La dualité homme-femme, qui marque notre image du monde et notre religion sous de nombreux aspects, entraîne d’autres dualités qui, à leur tour, inspirent l’organisation du monde. «C’est pourquoi il est si important que l’expression linguistique fasse également preuve de justice. C’est ainsi que nous apprenons à parler du monde dans lequel nous voulons vivre.»
Femmes des années 80' Dans les années 1980, l’intérêt des femmes était grand à l’idée de se rassembler au sein d’un mouvement féministe lié à l’Eglise, «dans le but d’intervenir ensemble, d’acquérir de la visibilité, d’inscrire des questions politiques à l’ordre du jour, et de faire la fête de manière autonome et vivante». Le mouvement OeFZ est né en 1984, dans le cadre d'un débat théologique de l’Eglise évangélique réformée du canton de Zurich et du groupe de travail «Identité féminine et Eglise» (Frausein und Kirche).
Cinq ans plus tard, le mouvement s'est constitué en association sous le nom de «Mouvement œcuménique des femmes» (Ökumenische Frauenbewegung), et compte actuellement quelque 260 membres. Il est financé par des cotisations, des dons, le produit de manifestations et de voyages, ainsi que des contributions de l’Eglise réformée du canton de Zurich et, jusqu’en 2008, par l’Eglise catholique du canton.
«Le mouvement OeFZ rassemble des femmes intéressées aux questions touchant la spiritualité et la théologie féministe; il prend position sur des thèmes en rapport avec l’Eglise et la politique sociale du point de vue féministe», indique la page d’accueil du mouvement (en allemand). Le mouvement OeFZ a aussi participé à la préparation et à la réalisation de plusieurs synodes des femmes de Suisse.

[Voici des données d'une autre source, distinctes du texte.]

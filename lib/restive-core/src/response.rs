//! HTTP response handling.
//!
//! Transports answer with a [`RawResponse`]; the client only lets
//! [`RawResponse::Http`] through and hands its [`ResponseMeta`] and body to the
//! resource's decode strategy.
//!
//! An HTTP body is `None` when the exchange cannot carry one (see
//! [`body_forbidden`]) and `Some` otherwise, even when it is zero bytes long.

use std::collections::HashMap;

use bytes::Bytes;
use url::Url;

use crate::request::find_header;
use crate::{HttpStatus, Method, StatusCategory};

/// Status and headers of an HTTP response.
#[derive(Debug, Clone, PartialEq, Eq)]
pub struct ResponseMeta {
    status: u16,
    headers: HashMap<String, String>,
}

impl ResponseMeta {
    /// Creates response metadata.
    #[must_use]
    pub fn new(status: u16, headers: HashMap<String, String>) -> Self {
        Self { status, headers }
    }

    /// HTTP status code.
    #[must_use]
    pub const fn status(&self) -> u16 {
        self.status
    }

    /// Classified status, `None` when the code is outside `100..600`.
    #[must_use]
    pub const fn http_status(&self) -> Option<HttpStatus> {
        HttpStatus::new(self.status)
    }

    /// Response headers.
    #[must_use]
    pub fn headers(&self) -> &HashMap<String, String> {
        &self.headers
    }

    /// Single header value by name, ignoring case.
    #[must_use]
    pub fn header(&self, name: &str) -> Option<&str> {
        find_header(&self.headers, name).map(|(_, value)| value.as_str())
    }

    /// Status is 4xx or 5xx, or is no valid HTTP status at all.
    #[must_use]
    pub fn is_error(&self) -> bool {
        self.http_status().is_none_or(|status| status.is_error())
    }

    /// Status is 2xx.
    #[must_use]
    pub fn is_success(&self) -> bool {
        StatusCategory::classify(self.status) == Some(StatusCategory::Success)
    }
}

/// What a transport produced for a request.
#[derive(Debug, Clone, PartialEq, Eq)]
pub enum RawResponse {
    /// A regular HTTP response.
    Http {
        /// Status and headers.
        meta: ResponseMeta,
        /// Response body; `None` when the response has no message body at all.
        body: Option<Bytes>,
    },
    /// Content fetched through a non-HTTP scheme (e.g. `file:`).
    NonHttp {
        /// Where the content came from.
        url: Url,
        /// The content.
        body: Bytes,
    },
}

impl RawResponse {
    /// An HTTP response with a body.
    #[must_use]
    pub fn http(status: u16, headers: HashMap<String, String>, body: impl Into<Bytes>) -> Self {
        Self::Http {
            meta: ResponseMeta::new(status, headers),
            body: Some(body.into()),
        }
    }

    /// An HTTP response without a message body.
    #[must_use]
    pub fn http_without_body(status: u16, headers: HashMap<String, String>) -> Self {
        Self::Http {
            meta: ResponseMeta::new(status, headers),
            body: None,
        }
    }

    /// Split an HTTP response into body and metadata, `None` otherwise.
    #[must_use]
    pub fn into_http(self) -> Option<(Option<Bytes>, ResponseMeta)> {
        match self {
            Self::Http { meta, body } => Some((body, meta)),
            Self::NonHttp { .. } => None,
        }
    }

    /// The body, whatever the protocol.
    #[must_use]
    pub fn body(&self) -> Option<&Bytes> {
        match self {
            Self::Http { body, .. } => body.as_ref(),
            Self::NonHttp { body, .. } => Some(body),
        }
    }
}

/// Exchanges that never carry a response body: `HEAD` requests and `1xx`, `204`, `304` statuses.
#[must_use]
pub fn body_forbidden(method: Method, status: u16) -> bool {
    method == Method::Head || matches!(status, 100..200 | 204 | 304)
}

Le mouvement s’est fait connaître à un plus large public par ses formes de culte «proches des femmes» et ses manifestations telles que par exemple le «Kirchentag» des femmes zurichoises organisé chaque année en mai, ou des visites de la ville sur des thèmes spécifiques. Il est en outre membre fondateur de la «Communauté d’intérêts ‘Eglise des femmes’ de Suisse» (IG Frauenkirche Schweiz), créée à l’occasion de l’Expo 02 dans le but d’établir des liens entre organisations de base et sympathisantes en Suisse alémanique.
Le mouvement a été porté par des femmes qui associent une conception théologique féministe à la résistance au pouvoir patriarcal dans l’Eglise et la société et qui voulaient contribuer à façonner le monde de l’Eglise en conséquence. Mais, ces dernières années, ces femmes rebelles se sont calmées. (trad/F.N.)